# INPUT MATERIAL

■ ■ ■ ■

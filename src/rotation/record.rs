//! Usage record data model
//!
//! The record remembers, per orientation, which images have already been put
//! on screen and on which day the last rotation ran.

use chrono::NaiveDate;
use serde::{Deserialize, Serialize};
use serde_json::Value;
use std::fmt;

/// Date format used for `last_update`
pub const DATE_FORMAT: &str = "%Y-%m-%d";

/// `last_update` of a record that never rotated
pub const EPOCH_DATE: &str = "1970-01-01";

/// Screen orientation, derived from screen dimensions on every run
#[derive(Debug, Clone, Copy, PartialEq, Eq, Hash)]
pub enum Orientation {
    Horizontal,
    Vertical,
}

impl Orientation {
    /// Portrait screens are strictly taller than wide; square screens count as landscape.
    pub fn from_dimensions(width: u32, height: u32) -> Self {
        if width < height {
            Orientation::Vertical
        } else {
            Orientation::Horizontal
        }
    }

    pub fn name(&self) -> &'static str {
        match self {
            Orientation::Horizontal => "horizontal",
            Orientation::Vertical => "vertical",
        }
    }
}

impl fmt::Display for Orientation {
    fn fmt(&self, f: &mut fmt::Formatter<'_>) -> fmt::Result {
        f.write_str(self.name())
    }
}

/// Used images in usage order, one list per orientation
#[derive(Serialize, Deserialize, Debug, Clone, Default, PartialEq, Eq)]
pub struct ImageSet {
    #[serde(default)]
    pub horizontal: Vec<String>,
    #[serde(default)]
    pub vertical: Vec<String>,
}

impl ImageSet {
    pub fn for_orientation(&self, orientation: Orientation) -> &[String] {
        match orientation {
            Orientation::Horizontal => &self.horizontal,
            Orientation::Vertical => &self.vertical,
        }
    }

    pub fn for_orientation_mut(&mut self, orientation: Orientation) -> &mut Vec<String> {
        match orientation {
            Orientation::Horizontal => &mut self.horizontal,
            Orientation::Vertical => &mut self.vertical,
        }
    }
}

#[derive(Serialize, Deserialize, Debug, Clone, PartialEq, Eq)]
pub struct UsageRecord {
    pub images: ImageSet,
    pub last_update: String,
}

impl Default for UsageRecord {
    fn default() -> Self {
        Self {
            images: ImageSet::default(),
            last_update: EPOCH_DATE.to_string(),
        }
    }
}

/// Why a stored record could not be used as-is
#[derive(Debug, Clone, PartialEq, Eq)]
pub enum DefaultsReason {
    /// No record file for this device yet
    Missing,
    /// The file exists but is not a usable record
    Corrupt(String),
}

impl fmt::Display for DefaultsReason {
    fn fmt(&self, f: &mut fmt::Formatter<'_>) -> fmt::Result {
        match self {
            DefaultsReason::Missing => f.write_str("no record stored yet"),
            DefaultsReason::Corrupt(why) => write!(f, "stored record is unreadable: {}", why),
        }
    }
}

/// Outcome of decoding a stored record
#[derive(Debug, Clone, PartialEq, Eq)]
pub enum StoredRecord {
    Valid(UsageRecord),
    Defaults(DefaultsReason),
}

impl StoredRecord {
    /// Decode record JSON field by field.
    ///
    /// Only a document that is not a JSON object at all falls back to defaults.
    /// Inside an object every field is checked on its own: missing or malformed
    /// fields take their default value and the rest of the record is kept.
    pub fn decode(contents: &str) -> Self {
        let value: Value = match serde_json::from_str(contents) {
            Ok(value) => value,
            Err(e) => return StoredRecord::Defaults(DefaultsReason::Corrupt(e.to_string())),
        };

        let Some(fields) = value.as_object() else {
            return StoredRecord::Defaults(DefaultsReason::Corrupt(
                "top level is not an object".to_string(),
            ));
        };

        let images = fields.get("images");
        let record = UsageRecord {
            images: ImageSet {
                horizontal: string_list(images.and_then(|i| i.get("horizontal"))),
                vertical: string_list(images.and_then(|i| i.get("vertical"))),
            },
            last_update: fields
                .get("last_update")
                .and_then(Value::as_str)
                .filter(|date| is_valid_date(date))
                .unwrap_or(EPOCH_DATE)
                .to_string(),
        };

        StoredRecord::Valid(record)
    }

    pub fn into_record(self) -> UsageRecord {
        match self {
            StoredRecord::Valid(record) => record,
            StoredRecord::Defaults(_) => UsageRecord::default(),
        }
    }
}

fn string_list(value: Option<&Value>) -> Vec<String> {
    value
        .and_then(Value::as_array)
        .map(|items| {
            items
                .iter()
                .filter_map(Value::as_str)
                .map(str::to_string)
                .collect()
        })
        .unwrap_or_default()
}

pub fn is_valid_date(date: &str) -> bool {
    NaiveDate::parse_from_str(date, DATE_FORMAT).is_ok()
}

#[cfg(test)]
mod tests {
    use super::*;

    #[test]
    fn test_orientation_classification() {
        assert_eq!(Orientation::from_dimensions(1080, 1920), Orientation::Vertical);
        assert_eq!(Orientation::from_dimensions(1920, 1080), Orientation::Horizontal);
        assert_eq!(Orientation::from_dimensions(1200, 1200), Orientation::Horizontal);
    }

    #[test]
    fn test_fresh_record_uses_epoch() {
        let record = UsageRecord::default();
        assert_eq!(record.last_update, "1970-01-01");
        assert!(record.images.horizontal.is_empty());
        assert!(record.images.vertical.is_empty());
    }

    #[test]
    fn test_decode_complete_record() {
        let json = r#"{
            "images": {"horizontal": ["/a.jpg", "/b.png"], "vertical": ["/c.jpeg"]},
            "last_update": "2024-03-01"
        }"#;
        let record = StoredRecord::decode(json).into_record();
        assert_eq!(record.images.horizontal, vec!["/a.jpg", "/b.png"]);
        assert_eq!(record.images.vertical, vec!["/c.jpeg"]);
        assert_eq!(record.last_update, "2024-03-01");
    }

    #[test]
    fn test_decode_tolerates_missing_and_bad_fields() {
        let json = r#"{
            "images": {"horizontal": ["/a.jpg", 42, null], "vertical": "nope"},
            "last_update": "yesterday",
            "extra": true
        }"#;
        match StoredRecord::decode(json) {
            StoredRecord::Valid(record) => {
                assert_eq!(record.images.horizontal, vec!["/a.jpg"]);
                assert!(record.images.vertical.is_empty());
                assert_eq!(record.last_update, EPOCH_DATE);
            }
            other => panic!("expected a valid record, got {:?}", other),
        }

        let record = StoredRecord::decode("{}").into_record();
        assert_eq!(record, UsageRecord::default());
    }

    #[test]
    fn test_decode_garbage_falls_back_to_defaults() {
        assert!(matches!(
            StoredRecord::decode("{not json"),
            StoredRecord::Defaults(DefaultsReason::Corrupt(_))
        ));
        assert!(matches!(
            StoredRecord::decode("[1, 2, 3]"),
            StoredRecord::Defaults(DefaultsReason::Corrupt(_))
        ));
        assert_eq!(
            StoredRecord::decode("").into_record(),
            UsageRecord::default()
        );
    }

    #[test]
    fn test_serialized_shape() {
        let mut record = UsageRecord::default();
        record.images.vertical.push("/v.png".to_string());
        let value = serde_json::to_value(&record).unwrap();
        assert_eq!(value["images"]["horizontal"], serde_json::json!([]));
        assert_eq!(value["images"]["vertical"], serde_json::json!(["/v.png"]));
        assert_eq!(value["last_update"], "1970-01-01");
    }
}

■ ■ ■ ■

# THE PROBLEM
Beginning with the first line, transcribe the complete listing exactly.

# WRITTEN ANSWER
filename src/rotation/record.rs
//! Usage record data model
//!
//! The record remembers, per orientation, which images have already been put
//! on screen and on which day the last rotation ran.

use chrono::NaiveDate;
use serde::{Deserialize, Serialize};
use serde_json::Value;
use std::fmt;

/// Date format used for `last_update`
pub const DATE_FORMAT: &str = "%Y-%m-%d";

/// `last_update` of a record that never rotated
pub const EPOCH_DATE: &str = "1970-01-01";

/// Screen orientation, derived from screen dimensions on every run
#[derive(Debug, Clone, Copy, PartialEq, Eq, Hash)]
pub enum Orientation {
    Horizontal,
    Vertical,
}

impl Orientation {
    /// Portrait screens are strictly taller than wide; square screens count as landscape.
    pub fn from_dimensions(width: u32, height: u32) -> Self {
        if width < height {
            Orientation::Vertical
        } else {
            Orientation::Horizontal
        }
    }

    pub fn name(&self) -> &'static str {
        match self {
            Orientation::Horizontal => "horizontal",
            Orientation::Vertical => "vertical",
        }
    }
}

impl fmt::Display for Orientation {
    fn fmt(&self, f: &mut fmt::Formatter<'_>) -> fmt::Result {
        f.write_str(self.name())
    }
}

/// Used images in usage order, one list per orientation
#[derive(Serialize, Deserialize, Debug, Clone, Default, PartialEq, Eq)]
pub struct ImageSet {
    #[serde(default)]
    pub horizontal: Vec<String>,
    #[serde(default)]
    pub vertical: Vec<String>,
}

impl ImageSet {
    pub fn for_orientation(&self, orientation: Orientation) -> &[String] {
        match orientation {
            Orientation::Horizontal => &self.horizontal,
            Orientation::Vertical => &self.vertical,
        }
    }

    pub fn for_orientation_mut(&mut self, orientation: Orientation) -> &mut Vec<String> {
        match orientation {
            Orientation::Horizontal => &mut self.horizontal,
            Orientation::Vertical => &mut self.vertical,
        }
    }
}

#[derive(Serialize, Deserialize, Debug, Clone, PartialEq, Eq)]
pub struct UsageRecord {
    pub images: ImageSet,
    pub last_update: String,
}

impl Default for UsageRecord {
    fn default() -> Self {
        Self {
            images: ImageSet::default(),
            last_update: EPOCH_DATE.to_string(),
        }
    }
}

/// Why a stored record could not be used as-is
#[derive(Debug, Clone, PartialEq, Eq)]
pub enum DefaultsReason {
    /// No record file for this device yet
    Missing,
    /// The file exists but is not a usable record
    Corrupt(String),
}

impl fmt::Display for DefaultsReason {
    fn fmt(&self, f: &mut fmt::Formatter<'_>) -> fmt::Result {
        match self {
            DefaultsReason::Missing => f.write_str("no record stored yet"),
            DefaultsReason::Corrupt(why) => write!(f, "stored record is unreadable: {}", why),
        }
    }
}

/// Outcome of decoding a stored record
#[derive(Debug, Clone, PartialEq, Eq)]
pub enum StoredRecord {
    Valid(UsageRecord),
    Defaults(DefaultsReason),
}

impl StoredRecord {
    /// Decode record JSON field by field.
    ///
    /// Only a document that is not a JSON object at all falls back to defaults.
    /// Inside an object every field is checked on its own: missing or malformed
    /// fields take their default value and the rest of the record is kept.
    pub fn decode(contents: &str) -> Self {
        let value: Value = match serde_json::from_str(contents) {
            Ok(value) => value,
            Err(e) => return StoredRecord::Defaults(DefaultsReason::Corrupt(e.to_string())),
        };

        let Some(fields) = value.as_object() else {
            return StoredRecord::Defaults(DefaultsReason::Corrupt(
                "top level is not an object".to_string(),
            ));
        };

        let images = fields.get("images");
        let record = UsageRecord {
            images: ImageSet {
                horizontal: string_list(images.and_then(|i| i.get("horizontal"))),
                vertical: string_list(images.and_then(|i| i.get("vertical"))),
            },
            last_update: fields
                .get("last_update")
                .and_then(Value::as_str)
                .filter(|date| is_valid_date(date))
                .unwrap_or(EPOCH_DATE)
                .to_string(),
        };

        StoredRecord::Valid(record)
    }

    pub fn into_record(self) -> UsageRecord {
        match self {
            StoredRecord::Valid(record) => record,
            StoredRecord::Defaults(_) => UsageRecord::default(),
        }
    }
}

fn string_list(value: Option<&Value>) -> Vec<String> {
    value
        .and_then(Value::as_array)
        .map(|items| {
            items
                .iter()
                .filter_map(Value::as_str)
                .map(str::to_string)
                .collect()
        })
        .unwrap_or_default()
}

pub fn is_valid_date(date: &str) -> bool {
    NaiveDate::parse_from_str(date, DATE_FORMAT).is_ok()
}

#[cfg(test)]
mod tests {
    use super::*;

    #[test]
    fn test_orientation_classification() {
        assert_eq!(Orientation::from_dimensions(1080, 1920), Orientation::Vertical);
        assert_eq!(Orientation::from_dimensions(1920, 1080), Orientation::Horizontal);
        assert_eq!(Orientation::from_dimensions(1200, 1200), Orientation::Horizontal);
    }

    #[test]
    fn test_fresh_record_uses_epoch() {
        let record = UsageRecord::default();
        assert_eq!(record.last_update, "1970-01-01");
        assert!(record.images.horizontal.is_empty());
        assert!(record.images.vertical.is_empty());
    }

    #[test]
    fn test_decode_complete_record() {
        let json = r#"{
            "images": {"horizontal": ["/a.jpg", "/b.png"], "vertical": ["/c.jpeg"]},
            "last_update": "2024-03-01"
        }"#;
        let record = StoredRecord::decode(json).into_record();
        assert_eq!(record.images.horizontal, vec!["/a.jpg", "/b.png"]);
        assert_eq!(record.images.vertical, vec!["/c.jpeg"]);
        assert_eq!(record.last_update, "2024-03-01");
    }

    #[test]
    fn test_decode_tolerates_missing_and_bad_fields() {
        let json = r#"{
            "images": {"horizontal": ["/a.jpg", 42, null], "vertical": "nope"},
            "last_update": "yesterday",
            "extra": true
        }"#;
        match StoredRecord::decode(json) {
            StoredRecord::Valid(record) => {
                assert_eq!(record.images.horizontal, vec!["/a.jpg"]);
                assert!(record.images.vertical.is_empty());
                assert_eq!(record.last_update, EPOCH_DATE);
            }
            other => panic!("expected a valid record, got {:?}", other),
        }

        let record = StoredRecord::decode("{}").into_record();
        assert_eq!(record, UsageRecord::default());
    }

    #[test]
    fn test_decode_garbage_falls_back_to_defaults() {
        assert!(matches!(
            StoredRecord::decode("{not json"),
            StoredRecord::Defaults(DefaultsReason::Corrupt(_))
        ));
        assert!(matches!(
            StoredRecord::decode("[1, 2, 3]"),
            StoredRecord::Defaults(DefaultsReason::Corrupt(_))
        ));
        assert_eq!(
            StoredRecord::decode("").into_record(),
            UsageRecord::default()
        );
    }

    #[test]
    fn test_serialized_shape() {
        let mut record = UsageRecord::default();
        record.images.vertical.push("/v.png".to_string());
        let value = serde_json::to_value(&record).unwrap();
        assert_eq!(value["images"]["horizontal"], serde_json::json!([]));
        assert_eq!(value["images"]["vertical"], serde_json::json!(["/v.png"]));
        assert_eq!(value["last_update"], "1970-01-01");
    }
}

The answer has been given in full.